PROBLEM TO SOLVE
Please write out the final portion of the records below exactly: the line containing "then attribute selects.", every line after it, and nothing else.

SUPPLIED MATERIAL
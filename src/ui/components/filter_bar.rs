//! Filter bar component renderer.
//!
//! Renders the search term, the three attribute selects, and the sort order.

use crate::ui::helpers::{BOLD, DIM, RESET};
use crate::ui::viewmodel::FilterBarInfo;
use std::fmt::Write;

/// Renders the filter bar as two lines: search and order, then attribute selects.
///
/// An unset select shows its "All ..." label; option counts hint at what the
/// select offers.
pub fn render_filter_bar(out: &mut String, bar: &FilterBarInfo) {
    let search = if bar.search.is_empty() {
        format!("{DIM}Search by name...{RESET}")
    } else {
        bar.search.clone()
    };
    let _ = writeln!(out, " Search: [{search}]   Order: {BOLD}{}{RESET}", bar.order.label());

    let _ = write!(out, " ");
    for select in &bar.filters {
        let value = select.selected.as_deref().unwrap_or(&select.any_label);
        let _ = write!(out, "[{value} {DIM}({}){RESET}] ", select.options.len());
    }
    out.push('\n');
}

RESULT
/// Renders the filter bar as two lines: search and order, then attribute selects.
///
/// An unset select shows its "All ..." label; option counts hint at what the
/// select offers.
pub fn render_filter_bar(out: &mut String, bar: &FilterBarInfo) {
    let search = if bar.search.is_empty() {
        format!("{DIM}Search by name...{RESET}")
    } else {
        bar.search.clone()
    };
    let _ = writeln!(out, " Search: [{search}]   Order: {BOLD}{}{RESET}", bar.order.label());

    let _ = write!(out, " ");
    for select in &bar.filters {
        let value = select.selected.as_deref().unwrap_or(&select.any_label);
        let _ = write!(out, "[{value} {DIM}({}){RESET}] ", select.options.len());
    }
    out.push('\n');
}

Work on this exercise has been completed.